Enter Priyanka Gupta -- Peter Melchert and their Minnesota based group called Medical Simulation International. Dr. Melchert has been using *personal time for over a decade to travel abroad to help treat patients, and help train the local doctors.
"We are always asked, can you please bring someone to help us with the problem of obstetric fistula,” Melchert said. He continued, “And I remember the first time I heard that -- I didn't know what obstetrical fistula was. What is that? Why didn't I learn about that in medical school?”
It’s not uncommon for doctors to come to the developing world and volunteer their time to help.
But the fact of the matter is; they can only do so much while they are here. It is estimated that between 50,000 to 100,000 women develop fistula every year.
That's what makes Dr. Melchert and his team different.
They aren't here in Africa to perform surgery -- but to shoot video.
It is part of an interactive computer simulation program they are developing that will help train more African doctors to do the fistula surgery.
Dr. Melchert says the program integrate recordings of live video of surgical procedures into a software platform that will be interactive just like a video game.

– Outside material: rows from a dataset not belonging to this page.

//! Presentation adapter that reports session notifications through `tracing`.

use tower_defence_core::{
    AffordanceHint, CellCoord, DefinitionId, Money, SessionObserver, SessionOutcome, TowerId,
    WaveDefinition,
};

/// Logs every notification and remembers how the session ended.
#[derive(Debug, Default)]
pub(crate) struct LoggingObserver {
    outcome: Option<SessionOutcome>,
}

impl LoggingObserver {
    /// Outcome announced by the session, if it ended.
    pub(crate) fn outcome(&self) -> Option<SessionOutcome> {
        self.outcome
    }
}

impl SessionObserver for LoggingObserver {
    fn money_changed(&mut self, balance: Money) {
        tracing::info!(balance, "money changed");
    }

    fn lives_changed(&mut self, lives: u32) {
        tracing::info!(lives, "lives changed");
    }

    fn wave_started(&mut self, wave: usize, total: usize, roster: &WaveDefinition) {
        tracing::info!(
            wave = wave + 1,
            total,
            enemies = roster.enemy_count(),
            "spawn wave"
        );
    }

    fn wave_advanced(&mut self, wave: usize, total: usize) {
        tracing::info!(wave = wave + 1, total, "ready to start wave");
    }

    fn session_ended(&mut self, outcome: SessionOutcome) {
        self.outcome = Some(outcome);
        tracing::info!(?outcome, "session ended");
    }

    fn tower_placed(&mut self, tower: TowerId, definition: DefinitionId, cells: &[CellCoord]) {
        tracing::info!(
            tower = tower.get(),
            definition = definition.get(),
            cells = cells.len(),
            "tower placed"
        );
    }

    fn tower_removed(&mut self, tower: TowerId) {
        tracing::info!(tower = tower.get(), "tower removed");
    }

    fn affordance_changed(&mut self, cell: CellCoord, hint: AffordanceHint) {
        tracing::debug!(column = cell.column(), row = cell.row(), ?hint, "cell highlight");
    }
}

He elaborated, “So there are flight simulators, which work on a simple home computer, that can train pilots to fly -- or to fly better -- or to fly more safely. So our project is similar to a flight simulator, which the program requires directional input from the player. So we are just training physicians, not pilots."
Dr. Andrew Browning heads up the fistula program at Selian Lutheran Hospital. He’s one of the foremost fistula surgeons in the world, and has dedicated his life to it. But he’s one of only a few.
We asked Dr. Browning how many other doctors there are in Africa performing the procedure. He said, “There's about 10."
10 doctors on the entire continent of Africa devoted to full-time fistula repair.
Now you see why this high-tech humanitarian mission could have such a huge impact.
Dr. Melchert went on to say, “There's just not enough people who know how to do it. To take care of the work that is out there. Really, we are just scratching the surface. What’s desperately needed is more training, more physicians, and the ability to do that training faster.”
These Minnesotans appear to be on the way to creating something pretty special.
Dr. Priyanka Gupta described why she wanted to get involved, “I didn't just want to be somebody who came in for a week, fixed a few fistulas, and left. That's great to do, but I wanted to do something that could be more lasting, and really help people.”
She continued, “You know the old adage, teach a man to fish, and you feed a village. This is the same idea."